Ein Einsatz in einem Bergwerk stellt aber an Mann und Material noch erheblich härte Anforderungen. Es ist eng, dunkel, nass, rutschig und wirklich schmutzig. Daher üben die Höhenretter auch immer wieder einmal in dem Besucherbergwerk Graf Wittekind in Syburg. In diesem Bergwerk wird heute keine Kohle mehr abgebaut, aber es kann nach Absprache besichtigt werden.

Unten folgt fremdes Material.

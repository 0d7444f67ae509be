use std::{
    collections::{BTreeMap, BTreeSet},
    fs,
    path::{Path, PathBuf},
};

use serde::{Deserialize, Serialize};

use crate::{Result, VisualizerError};

/// Identifies a single preset file.
#[derive(Debug, Clone, PartialEq, Eq, PartialOrd, Ord, Hash, Serialize, Deserialize)]
pub struct PresetKey {
    pub component: String,
    pub version: u32,
    pub name: String,
}

impl PresetKey {
    pub fn new(component: impl Into<String>, version: u32, name: impl Into<String>) -> Self {
        Self {
            component: component.into(),
            version,
            name: name.into(),
        }
    }

    /// Rejects keys whose component or preset name could escape the version
    /// directory they are joined onto.
    pub fn validate(&self) -> Result<()> {
        validate_name(&self.component)?;
        validate_name(&self.name)
    }

    /// `root/component/version/name`
    pub fn path_in(&self, root: &Path) -> PathBuf {
        version_dir(root, &self.component, self.version).join(&self.name)
    }
}

impl std::fmt::Display for PresetKey {
    fn fmt(&self, f: &mut std::fmt::Formatter<'_>) -> std::fmt::Result {
        write!(f, "{}: {}", self.component, self.name)
    }
}

/// Preset and component names may only contain letters, digits and spaces.
pub fn validate_name(name: &str) -> Result<()> {
    let valid = !name.trim().is_empty()
        && name.chars().all(|c| c.is_alphanumeric() || c == ' ');
    if valid {
        Ok(())
    } else {
        Err(VisualizerError::InvalidName(name.to_string()))
    }
}

pub(crate) fn version_dir(root: &Path, component: &str, version: u32) -> PathBuf {
    root.join(component).join(version.to_string())
}

/// Snapshot of the presets found on disk at the last scan.
#[derive(Debug, Clone, Default, PartialEq, Eq)]
pub struct PresetIndex {
    presets: BTreeMap<String, Vec<(u32, String)>>,
}

impl PresetIndex {
    pub fn get(&self, component: &str) -> Option<&[(u32, String)]> {
        self.presets.get(component).map(Vec::as_slice)
    }

    pub fn components(&self) -> impl Iterator<Item = &str> {
        self.presets.keys().map(String::as_str)
    }

    pub fn contains(&self, key: &PresetKey) -> bool {
        self.get(&key.component)
            .map(|presets| {
                presets
                    .iter()
                    .any(|(version, name)| *version == key.version && *name == key.name)
            })
            .unwrap_or(false)
    }

    pub fn len(&self) -> usize {
        self.presets.values().map(Vec::len).sum()
    }

    pub fn is_empty(&self) -> bool {
        self.presets.is_empty()
    }

    /// Every preset, grouped by component and ordered by version then name.
    pub fn iter(&self) -> impl Iterator<Item = PresetKey> + '_ {
        self.presets.iter().flat_map(|(component, presets)| {
            presets
                .iter()
                .map(move |(version, name)| PresetKey::new(component.clone(), *version, name.clone()))
        })
    }
}

#[cfg(test)]
impl<const N: usize> From<[(&str, Vec<(u32, &str)>); N]> for PresetIndex {
    fn from(entries: [(&str, Vec<(u32, &str)>); N]) -> Self {
        let presets = entries
            .into_iter()
            .map(|(component, presets)| {
                let presets = presets
                    .into_iter()
                    .map(|(version, name)| (version, name.to_string()))
                    .collect();
                (component.to_string(), presets)
            })
            .collect();
        Self { presets }
    }
}

/// Walks `root` and indexes every preset it finds.
///
/// A directory without subdirectories is a version directory; its parent names
/// the component and its files are presets. Version directories whose name is
/// not an integer are skipped. When `known` is given, other components are
/// ignored. A missing root yields an empty index.
pub fn scan(root: &Path, known: Option<&BTreeSet<String>>) -> Result<PresetIndex> {
    let mut presets: BTreeMap<String, Vec<(u32, String)>> = BTreeMap::new();
    if !root.is_dir() {
        tracing::debug!(?root, "preset directory does not exist");
        return Ok(PresetIndex { presets });
    }

    let mut visited = BTreeSet::new();
    let mut pending = vec![root.to_path_buf()];
    while let Some(dir) = pending.pop() {
        // Symlinked directories are followed, but each real directory is
        // walked once.
        if let Ok(real) = fs::canonicalize(&dir) {
            if !visited.insert(real) {
                continue;
            }
        }

        let entries = match fs::read_dir(&dir) {
            Ok(entries) => entries,
            Err(err) if dir == root => return Err(err.into()),
            Err(err) => {
                tracing::warn!(?dir, %err, "skipping unreadable preset directory");
                continue;
            }
        };

        let mut subdirs = Vec::new();
        let mut files = Vec::new();
        for entry in entries {
            let entry = match entry {
                Ok(entry) => entry,
                Err(err) => {
                    tracing::warn!(?dir, %err, "skipping unreadable preset entry");
                    continue;
                }
            };
            let path = entry.path();
            if path.is_dir() {
                subdirs.push(path);
            } else if path.is_file() {
                files.push(entry.file_name());
            }
        }

        if !subdirs.is_empty() {
            pending.extend(subdirs);
            continue;
        }

        let Some((component, version)) = parse_version_dir(&dir) else {
            continue;
        };
        if known.map(|known| !known.contains(&component)).unwrap_or(false) {
            continue;
        }

        let entry = presets.entry(component).or_default();
        entry.extend(
            files
                .into_iter()
                .filter_map(|name| name.into_string().ok())
                .map(|name| (version, name)),
        );
    }

    presets.retain(|_, list| !list.is_empty());
    for list in presets.values_mut() {
        list.sort();
    }

    let index = PresetIndex { presets };
    tracing::debug!(?root, presets = index.len(), "scanned presets");
    Ok(index)
}

fn parse_version_dir(dir: &Path) -> Option<(String, u32)> {
    let version = dir.file_name()?.to_str()?.parse().ok()?;
    let component = dir.parent()?.file_name()?.to_str()?.to_string();
    Some((component, version))
}
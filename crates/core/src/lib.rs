//! Core library for the Audio Visualizer editor.
//!
//! Two subsystems live here. The preview pipeline coalesces render requests
//! from the editor and flattens the component stack into one frame on a
//! worker thread. The preset store manages versioned parameter snapshots on
//! disk for each component type.

pub mod component;
pub mod config;
pub mod error;
pub mod preset;
pub mod preview;
pub mod render;

pub use component::{Component, ImageLayer, PresetValues, PreviewContext, SolidLayer};
pub use config::{AppConfig, PresetConfig, PreviewConfig};
pub use error::{Result, VisualizerError};
pub use preset::{
    scan, validate_name, Confirm, PresetFile, PresetIndex, PresetKey, PresetStore, Renamed,
    Transfer, ALL_COMPONENTS,
};
pub use preview::{PreviewEvent, PreviewQueue, PreviewWorker, RenderRequest};
pub use render::Compositor;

Der Transport des Patieneten war eine Herrausforderung für die Höhenretter.Bild(Bildlizenz/Fotograf/Grafiker):  (Alle Rechte vorbehalten) Feuerwehr Dortmund

Ausgestattet mit Arschleder und Knieschonern gingen sechs Höhenretter in Begleitung von drei Bergmännern unter Tage. Es galt einen verunglückten Bergmann zu retten. Daher wurde gleich ein Schleifkorb und Seilmaterial mitgenommen. Der Weg zum angenommen Unfallort war, ohne Patient im Schleifkorb, noch gut erreichbar. Mit Patient war das aber deutlich anders. Immer wieder gab es Engstellen die gemeistert werden mussten. Aber auch das hat alles geklappt.

Vielen Dank an Heinz-Ludwig Bücking, Reinhard Pipper und Günter Schubert von dem Besucherbergwerk Graf Wittekind, die diese Übung begleitet haben.